Interdictions d’après-guerre sur l’utilisation du svastika et controverses culturelles

Après la défaite de l’Allemagne nazie en 1945, les gouvernements alliés dirigeant la nation ont mis hors la loi les organisations nazies. Leurs symboles et leur propagande ont été retirés et leur diffusion ultérieure a été criminalisée. Les gouvernements allemands ultérieurs ont maintenu l’interdiction des symboles et de la propagande nazis, y compris la croix gammée. Aujourd’hui, en Allemagne et dans d’autres États européens, l’affichage public de symboles nazis, y compris sur Internet, est interdit par la loi et les personnes qui violent ces termes sont passibles de poursuites pénales.

Aux États-Unis, il est légal d’afficher des symboles et de la propagande nazis en raison des traditions et des lois du pays qui protègent la liberté d’expression.

À diverses époques et dans diverses nations, le svastika est devenu une icône culturelle controversée. Certains gangs de motards aux États-Unis, à partir des années 1950, portaient des insignes nazis pour souligner leur nature hors-la-loi. À la fin des années 1970, certains artistes et amateurs de punk rock affichaient ouvertement la croix gammée comme un symbole de rébellion juvénile contre le statu quo.

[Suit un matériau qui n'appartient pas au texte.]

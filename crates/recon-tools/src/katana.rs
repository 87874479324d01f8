//! `katana -jsonl` adapter: one discovered URL (and its observed method)
//! per line.

use serde::Deserialize;

use recon_core::tool_runner::{InputMode, ParseOutcome, ToolAdapter};

#[derive(Debug, Clone, Deserialize)]
struct KatanaRawDto {
    request: KatanaRequest,
    response: Option<KatanaResponse>,
}

#[derive(Debug, Clone, Deserialize)]
struct KatanaRequest {
    endpoint: String,
    #[serde(default = "default_method")]
    method: String,
}

#[derive(Debug, Clone, Deserialize)]
struct KatanaResponse {
    status_code: Option<i32>,
}

fn default_method() -> String {
    "GET".to_string()
}

#[derive(Debug, Clone, PartialEq, Eq)]
pub struct CrawledUrl {
    pub url: String,
    pub method: String,
    pub status_code: Option<i32>,
}

pub struct KatanaAdapter {
    pub seed_url: String,
    pub depth: u32,
}

impl ToolAdapter for KatanaAdapter {
    type Record = CrawledUrl;

    fn name(&self) -> &'static str {
        "katana"
    }

    fn build_args(&self, _targets: &[String]) -> Vec<String> {
        vec![
            "-u".to_string(),
            self.seed_url.clone(),
            "-jsonl".to_string(),
            "-silent".to_string(),
            "-depth".to_string(),
            self.depth.to_string(),
        ]
    }

    fn input_mode(&self) -> InputMode {
        InputMode::Argv
    }

    fn parse_line(&self, line: &str) -> ParseOutcome<Self::Record> {
        match serde_json::from_str::<KatanaRawDto>(line) {
            Ok(raw) if !raw.request.endpoint.is_empty() => ParseOutcome::Record(CrawledUrl {
                url: raw.request.endpoint,
                method: raw.request.method,
                status_code: raw.response.and_then(|r| r.status_code),
            }),
            _ => ParseOutcome::ParseSkip {
                line: line.to_string(),
                reason: "missing request.endpoint".to_string(),
            },
        }
    }
}

#[cfg(test)]
mod tests {
    use super::*;

    #[test]
    fn maps_crawled_url() {
        let adapter = KatanaAdapter {
            seed_url: "https://example.com".into(),
            depth: 3,
        };
        let line = r#"{"request":{"endpoint":"https://example.com/api/v1","method":"POST"},"response":{"status_code":201}}"#;
        match adapter.parse_line(line) {
            ParseOutcome::Record(r) => {
                assert_eq!(r.url, "https://example.com/api/v1");
                assert_eq!(r.method, "POST");
                assert_eq!(r.status_code, Some(201));
            }
            ParseOutcome::ParseSkip { .. } => panic!("expected a record"),
        }
    }
}
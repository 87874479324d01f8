use thiserror::Error;

#[derive(Debug, Error)]
pub enum PipelineError {
    #[error("bus error: {0}")]
    Bus(#[from] recon_bus::BusError),

    #[error("tool runner error: {0}")]
    Runner(#[from] recon_core::error::RunnerError),

    #[error("no scan service registered for event '{0}'")]
    NoServiceForEvent(String),
}
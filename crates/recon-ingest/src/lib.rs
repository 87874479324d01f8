//! Batch Ingestor (C6): savepoint-per-batch ingestion of tool-specific raw
//! records into the asset graph, per `base_result_ingestor.py`.

use async_trait::async_trait;
use recon_store::{StoreError, UnitOfWork};

/// Number of records per batch unless a tool overrides it.
pub const DEFAULT_BATCH_SIZE: usize = 50;

/// Tallies how an ingestion run went. Only *newly created* entities are
/// reported here — existence is rechecked after upsert, so an upsert that
/// only touched an existing row doesn't count.
#[derive(Debug, Clone, Default, PartialEq, Eq)]
pub struct IngestResult {
    pub total: usize,
    pub ok_batches: usize,
    pub failed_batches: usize,
    pub created_hosts: usize,
    pub created_services: usize,
    pub created_endpoints: usize,
}

/// Tool-specific batch processing logic, supplied by each adapter.
/// `_process_batch` in the original — implementors decide how a batch of
/// `Record`s becomes rows in the asset graph.
#[async_trait]
pub trait BatchIngestor: Send + Sync {
    type Record: Send;

    fn batch_size(&self) -> usize {
        DEFAULT_BATCH_SIZE
    }

    /// Process one batch inside an already-open savepoint. Any error here
    /// rolls back to that savepoint only — it never aborts the run.
    async fn process_batch(
        &self,
        uow: &mut UnitOfWork,
        program_id: recon_core::Id,
        batch: &[Self::Record],
    ) -> Result<BatchOutcome, StoreError>;
}

/// Per-batch count of newly created entities, folded into the run's
/// [`IngestResult`].
#[derive(Debug, Clone, Default)]
pub struct BatchOutcome {
    pub created_hosts: usize,
    pub created_services: usize,
    pub created_endpoints: usize,
}

/// Runs `ingestor` over `records`, opening one Unit of Work for the whole
/// run, one named savepoint per batch, and committing once at the end.
pub async fn ingest<I: BatchIngestor>(
    ingestor: &I,
    uow: &mut UnitOfWork,
    program_id: recon_core::Id,
    records: Vec<I::Record>,
) -> Result<IngestResult, StoreError> {
    let total = records.len();
    let mut result = IngestResult {
        total,
        ..Default::default()
    };

    for (batch_index, batch) in records.chunks(ingestor.batch_size()).enumerate() {
        let savepoint = format!("batch_{batch_index}");
        uow.create_savepoint(&savepoint).await?;

        match ingestor.process_batch(uow, program_id, batch).await {
            Ok(outcome) => {
                uow.release_savepoint(&savepoint).await?;
                result.ok_batches += 1;
                result.created_hosts += outcome.created_hosts;
                result.created_services += outcome.created_services;
                result.created_endpoints += outcome.created_endpoints;
            }
            Err(err) => {
                uow.rollback_to_savepoint(&savepoint).await?;
                result.failed_batches += 1;
                tracing::error!(
                    batch_index,
                    batch_size = batch.len(),
                    error = %err,
                    "ingestion batch failed, rolled back to savepoint"
                );
            }
        }
    }

    Ok(result)
}

#[cfg(test)]
mod tests {
    use super::*;

    #[test]
    fn default_batch_size_matches_spec() {
        assert_eq!(DEFAULT_BATCH_SIZE, 50);
    }

    #[test]
    fn ingest_result_starts_empty() {
        let result = IngestResult::default();
        assert_eq!(result.total, 0);
        assert_eq!(result.ok_batches, 0);
        assert_eq!(result.failed_batches, 0);
    }
}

Parfois, les symboles nazis prennent des connotations neutres ou même positives dans des pays qui n’ont que peu ou pas de lien avec l’histoire de l’idéologie nazie et du meurtre de masse. La croix gammée en tant que symbole du nazisme, d’autres signes nazis et même la figure d’Adolf Hitler ont pris une nouvelle vie dans certains pays, où ils en sont venus à signifier l’unité nationale, la force, la discipline, l’anticolonialisme et l’ordre public. Les symboles tels que la croix gammée ont une longue histoire. Pour éviter les malentendus et les mauvais usages, les individus devraient tenir compte du contexte et de l’utilisation passée des symboles nazis et des symboles en général.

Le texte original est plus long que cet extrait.